Stored data entries:

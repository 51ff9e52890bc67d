use crate::app::Result;
use crate::domain::FetchStatus;
use crate::store::keys;
use crate::store::Database;

impl Database {
    pub fn get_fetch_status(&self, subject: &[u8]) -> Result<Option<FetchStatus>> {
        self.get_json(&keys::fetch_status_key(subject))
    }

    /// Merges the non-empty fields of `status` onto the stored record.
    ///
    /// Always writes: the fetch status is itself a clock, so there is no
    /// last-seen gate here.
    pub fn set_fetch_status(&self, subject: &[u8], status: &FetchStatus) -> Result<()> {
        let key = keys::fetch_status_key(subject);
        self.in_transaction(&[key.clone()], |tx| {
            let mut merged: FetchStatus = match tx.get(&key)? {
                Some(raw) => serde_json::from_slice(&raw).unwrap_or_else(|e| {
                    tracing::warn!("Replacing unreadable fetch status: {}", e);
                    FetchStatus::default()
                }),
                None => FetchStatus::default(),
            };
            merged.merge(status);
            tx.put(key.clone(), serde_json::to_vec(&merged)?);
            Ok(())
        })
    }
}

#[cfg(test)]
mod tests {
    use super::*;
    use crate::store::testing::{counted_db, start_time};
    use chrono::Duration;

    #[test]
    fn test_merge_keeps_prior_fields() {
        let (db, _kv, _clock) = counted_db();
        let subject = keys::feed_key("http://feed1");
        let t0 = start_time();
        let t1 = t0 + Duration::minutes(15);

        db.set_fetch_status(&subject, &FetchStatus::success(t0)).unwrap();
        db.set_fetch_status(&subject, &FetchStatus::failure(t1)).unwrap();

        let status = db.get_fetch_status(&subject).unwrap().unwrap();
        assert_eq!(status.last_success, Some(t0));
        assert_eq!(status.last_failure, Some(t1));
    }

    #[test]
    fn test_writes_are_unconditional() {
        let (db, kv, _clock) = counted_db();
        let subject = keys::feed_key("http://feed1");
        let status = FetchStatus::success(start_time());

        db.set_fetch_status(&subject, &status).unwrap();
        db.set_fetch_status(&subject, &status).unwrap();
        assert_eq!(kv.writes_to(&keys::fetch_status_key(&subject)), 2);
    }

    #[test]
    fn test_missing_status() {
        let db = Database::in_memory().unwrap();
        assert!(db.get_fetch_status(b"feed:nothing").unwrap().is_none());
    }
}
use thiserror::Error;

#[derive(Error, Debug)]
pub enum NanorssError {
    #[error("Database error: {0}")]
    Database(#[from] rusqlite::Error),

    #[error("Store error: {0}")]
    Store(String),

    #[error("Store is closed")]
    Closed,

    #[error("{0} not found")]
    NotFound(String),

    #[error("HTTP error: {0}")]
    Http(#[from] reqwest::Error),

    #[error("Feed parsing error: {0}")]
    FeedParse(String),

    #[error("Invalid key: {0}")]
    InvalidKey(String),

    #[error("Invalid input: {0}")]
    Invalid(String),

    #[error("Username {0} is already in use")]
    Conflict(String),

    #[error("Serialization error: {0}")]
    Serialization(#[from] serde_json::Error),

    #[error("Encoding error: {0}")]
    Encoding(#[from] bincode::Error),

    #[error("Password error: {0}")]
    Password(#[from] bcrypt::BcryptError),

    #[error("IO error: {0}")]
    Io(#[from] std::io::Error),

    #[error("Configuration error: {0}")]
    Config(#[from] crate::config::ConfigError),

    #[error("{failed} of {total} items failed, first error: {first}")]
    Aggregate {
        failed: usize,
        total: usize,
        first: String,
    },

    #[error("{0}")]
    Other(String),
}

pub type Result<T> = std::result::Result<T, NanorssError>;

/// Collects per-item failures of a multi-item operation.
///
/// Every item is attempted; `finish` turns any recorded failure into a single
/// [`NanorssError::Aggregate`].
#[derive(Debug, Default)]
pub struct ErrorCollector {
    total: usize,
    failed: usize,
    first: Option<String>,
}

impl ErrorCollector {
    pub fn new() -> Self {
        Self::default()
    }

    pub fn record<T>(&mut self, result: Result<T>) -> Option<T> {
        self.total += 1;
        match result {
            Ok(value) => Some(value),
            Err(e) => {
                self.failed += 1;
                if self.first.is_none() {
                    self.first = Some(e.to_string());
                }
                None
            }
        }
    }

    pub fn failed(&self) -> usize {
        self.failed
    }

    pub fn finish(self) -> Result<()> {
        match self.first {
            None => Ok(()),
            Some(first) => Err(NanorssError::Aggregate {
                failed: self.failed,
                total: self.total,
                first,
            }),
        }
    }
}

#[cfg(test)]
mod tests {
    use super::*;

    #[test]
    fn test_collector_without_failures() {
        let mut errors = ErrorCollector::new();
        assert_eq!(errors.record(Ok::<_, NanorssError>(1)), Some(1));
        assert!(errors.finish().is_ok());
    }

    #[test]
    fn test_collector_reports_first_failure() {
        let mut errors = ErrorCollector::new();
        errors.record(Ok::<_, NanorssError>(()));
        errors.record::<()>(Err(NanorssError::Other("first".into())));
        errors.record::<()>(Err(NanorssError::Other("second".into())));

        match errors.finish() {
            Err(NanorssError::Aggregate {
                failed,
                total,
                first,
            }) => {
                assert_eq!(failed, 2);
                assert_eq!(total, 3);
                assert_eq!(first, "first");
            }
            other => panic!("unexpected result: {:?}", other),
        }
    }
}
use std::sync::Arc;

use clap::Parser;
use tracing_subscriber::{fmt, prelude::*, EnvFilter};

use nanorss::app::AppContext;
use nanorss::cli::{commands, Cli, Commands};

#[tokio::main]
async fn main() -> anyhow::Result<()> {
    tracing_subscriber::registry()
        .with(fmt::layer().with_writer(std::io::stderr))
        .with(EnvFilter::try_from_default_env().unwrap_or_else(|_| EnvFilter::new("info")))
        .init();

    let cli = Cli::parse();
    let ctx = Arc::new(AppContext::load(cli.config.as_deref())?);

    let result = match cli.command.unwrap_or(Commands::Serve) {
        Commands::Serve => commands::serve(ctx.clone()).await,
        Commands::Refresh => commands::refresh(&ctx).await,
        Commands::Gc => commands::gc(&ctx),
        Commands::Backup { output } => commands::backup(&ctx, output.as_deref()),
        Commands::Restore { file } => commands::restore(&ctx, &file),
        Commands::SetPassword { username, password } => {
            commands::set_password(&ctx, &username, &password)
        }
    };

    let closed = ctx.store.close();
    result?;
    closed?;
    Ok(())
}
use chrono::{DateTime, FixedOffset, Utc};
use feed_rs::parser;
use html_escape::decode_html_entities;
use regex::Regex;

use crate::app::{NanorssError, Result};
use crate::domain::{Feeditem, FeeditemKey, UserPagemonitor};

/// Column width used when rendering monitored pages as text.
pub const PAGE_TEXT_WIDTH: usize = 120;

/// Turns fetched documents into the records the store keeps.
#[derive(Clone)]
pub struct Normalizer;

impl Default for Normalizer {
    fn default() -> Self {
        Self::new()
    }
}

impl Normalizer {
    pub fn new() -> Self {
        Self
    }

    /// Parses an RSS, Atom, RDF or JSON feed. Every item gets `updated = now`;
    /// the store keeps the previous stamp when the content did not change.
    pub fn normalize_feed(
        &self,
        feed_url: &str,
        body: &[u8],
        now: DateTime<Utc>,
    ) -> Result<Vec<Feeditem>> {
        let feed = parser::parse(body).map_err(|e| NanorssError::FeedParse(e.to_string()))?;

        let items = feed
            .entries
            .into_iter()
            .map(|entry| {
                let link = entry.links.first().map(|l| l.href.clone()).unwrap_or_default();
                let guid = if entry.id.is_empty() {
                    link.clone()
                } else {
                    entry.id.clone()
                };

                let mut item = Feeditem::new(FeeditemKey::new(feed_url, guid));
                item.title = entry
                    .title
                    .map(|t| decode_html_entities(&t.content).to_string())
                    .unwrap_or_default();
                item.url = link;
                item.date = entry
                    .published
                    .or(entry.updated)
                    .map(DateTime::<FixedOffset>::from);
                item.contents = entry
                    .content
                    .and_then(|c| c.body)
                    .or_else(|| entry.summary.map(|s| s.content))
                    .map(|body| decode_html_entities(&body).to_string())
                    .unwrap_or_default();
                item.updated = Some(now);
                item
            })
            .collect();

        Ok(items)
    }

    /// Renders a page as text and applies its match and replace patterns.
    ///
    /// With a match pattern only the matched text is kept, one match per line;
    /// when the pattern has capture groups the groups are kept instead of the
    /// whole match. Text matching the replace pattern is then removed.
    pub fn filter_page(&self, config: &UserPagemonitor, body: &[u8]) -> Result<String> {
        let text = html2text::from_read(body, PAGE_TEXT_WIDTH)
            .map_err(|e| NanorssError::Invalid(format!("cannot render {}: {}", config.url, e)))?;

        let text = if config.match_pattern.is_empty() {
            text
        } else {
            let pattern = compile(&config.match_pattern)?;
            pattern
                .captures_iter(&text)
                .map(|captures| {
                    if captures.len() > 1 {
                        captures
                            .iter()
                            .skip(1)
                            .flatten()
                            .map(|m| m.as_str())
                            .collect::<String>()
                    } else {
                        captures[0].to_string()
                    }
                })
                .collect::<Vec<_>>()
                .join("\n")
        };

        if config.replace_pattern.is_empty() {
            return Ok(text);
        }
        let pattern = compile(&config.replace_pattern)?;
        Ok(pattern.replace_all(&text, "").into_owned())
    }
}

fn compile(pattern: &str) -> Result<Regex> {
    Regex::new(pattern).map_err(|e| NanorssError::Invalid(format!("bad pattern {:?}: {}", pattern, e)))
}

#[cfg(test)]
mod tests {
    use super::*;

    const RSS_SAMPLE: &str = r#"<?xml version="1.0" encoding="UTF-8"?>
<rss version="2.0">
  <channel>
    <title>Test Feed</title>
    <description>A test feed</description>
    <item>
      <title>Test Item 1</title>
      <link>https://example.com/item1</link>
      <guid>item-1</guid>
      <pubDate>Mon, 01 Jan 2024 00:00:00 GMT</pubDate>
      <description>This is item 1</description>
    </item>
    <item>
      <title>Test Item 2</title>
      <link>https://example.com/item2</link>
      <guid>item-2</guid>
      <description>This is item 2</description>
    </item>
  </channel>
</rss>"#;

    const ATOM_SAMPLE: &str = r#"<?xml version="1.0" encoding="UTF-8"?>
<feed xmlns="http://www.w3.org/2005/Atom">
  <title>Atom Test Feed</title>
  <entry>
    <title>Atom Entry 1</title>
    <link href="https://example.com/atom1"/>
    <id>atom-entry-1</id>
    <updated>2024-01-01T00:00:00Z</updated>
    <content type="html">&lt;p&gt;Body&lt;/p&gt;</content>
    <summary>Summary</summary>
  </entry>
</feed>"#;

    fn now() -> DateTime<Utc> {
        DateTime::parse_from_rfc3339("2024-03-01T12:00:00Z")
            .unwrap()
            .with_timezone(&Utc)
    }

    #[test]
    fn test_parse_rss() {
        let items = Normalizer::new()
            .normalize_feed("http://feed1", RSS_SAMPLE.as_bytes(), now())
            .unwrap();

        assert_eq!(items.len(), 2);
        assert_eq!(items[0].key, FeeditemKey::new("http://feed1", "item-1"));
        assert_eq!(items[0].title, "Test Item 1");
        assert_eq!(items[0].url, "https://example.com/item1");
        assert_eq!(items[0].contents, "This is item 1");
        assert_eq!(
            items[0].date.unwrap().with_timezone(&Utc),
            DateTime::parse_from_rfc3339("2024-01-01T00:00:00Z").unwrap()
        );
        assert_eq!(items[0].updated, Some(now()));
        assert!(items[1].date.is_none());
    }

    #[test]
    fn test_parse_atom_prefers_content() {
        let items = Normalizer::new()
            .normalize_feed("http://feed2", ATOM_SAMPLE.as_bytes(), now())
            .unwrap();

        assert_eq!(items.len(), 1);
        assert_eq!(items[0].key.guid, "atom-entry-1");
        assert_eq!(items[0].title, "Atom Entry 1");
        assert_eq!(items[0].contents, "<p>Body</p>");
        assert!(items[0].date.is_some());
    }

    #[test]
    fn test_invalid_feed() {
        let result = Normalizer::new().normalize_feed("http://feed1", b"not a feed", now());
        assert!(matches!(result, Err(NanorssError::FeedParse(_))));
    }

    #[test]
    fn test_filter_page_without_patterns_keeps_text() {
        let config = UserPagemonitor::new("http://site1");
        let text = Normalizer::new()
            .filter_page(&config, b"<html><body><p>Hello world</p></body></html>")
            .unwrap();
        assert!(text.contains("Hello world"));
        assert!(!text.contains("<p>"));
    }

    #[test]
    fn test_filter_page_match_and_replace() {
        let mut config = UserPagemonitor::new("http://site1");
        config.match_pattern = r"Price: \d+ EUR".into();
        config.replace_pattern = r" EUR".into();

        let html = b"<html><body><p>Price: 10 EUR</p><p>Other</p><p>Price: 12 EUR</p></body></html>";
        let text = Normalizer::new().filter_page(&config, html).unwrap();
        assert_eq!(text, "Price: 10\nPrice: 12");
    }

    #[test]
    fn test_filter_page_keeps_capture_groups() {
        let mut config = UserPagemonitor::new("http://site1");
        config.match_pattern = r"Version (\d+\.\d+)".into();

        let text = Normalizer::new()
            .filter_page(&config, b"<p>Version 1.2 released</p>")
            .unwrap();
        assert_eq!(text, "1.2");
    }

    #[test]
    fn test_filter_page_rejects_bad_pattern() {
        let mut config = UserPagemonitor::new("http://site1");
        config.match_pattern = "(".into();
        assert!(matches!(
            Normalizer::new().filter_page(&config, b"<p>x</p>"),
            Err(NanorssError::Invalid(_))
        ));
    }
}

» Brief
Among the entries above, which lines include "DateTime"? List them all.

» Response
use chrono::{DateTime, FixedOffset, Utc};
        now: DateTime<Utc>,
                    .map(DateTime::<FixedOffset>::from);
    fn now() -> DateTime<Utc> {
        DateTime::parse_from_rfc3339("2024-03-01T12:00:00Z")
            DateTime::parse_from_rfc3339("2024-01-01T00:00:00Z").unwrap()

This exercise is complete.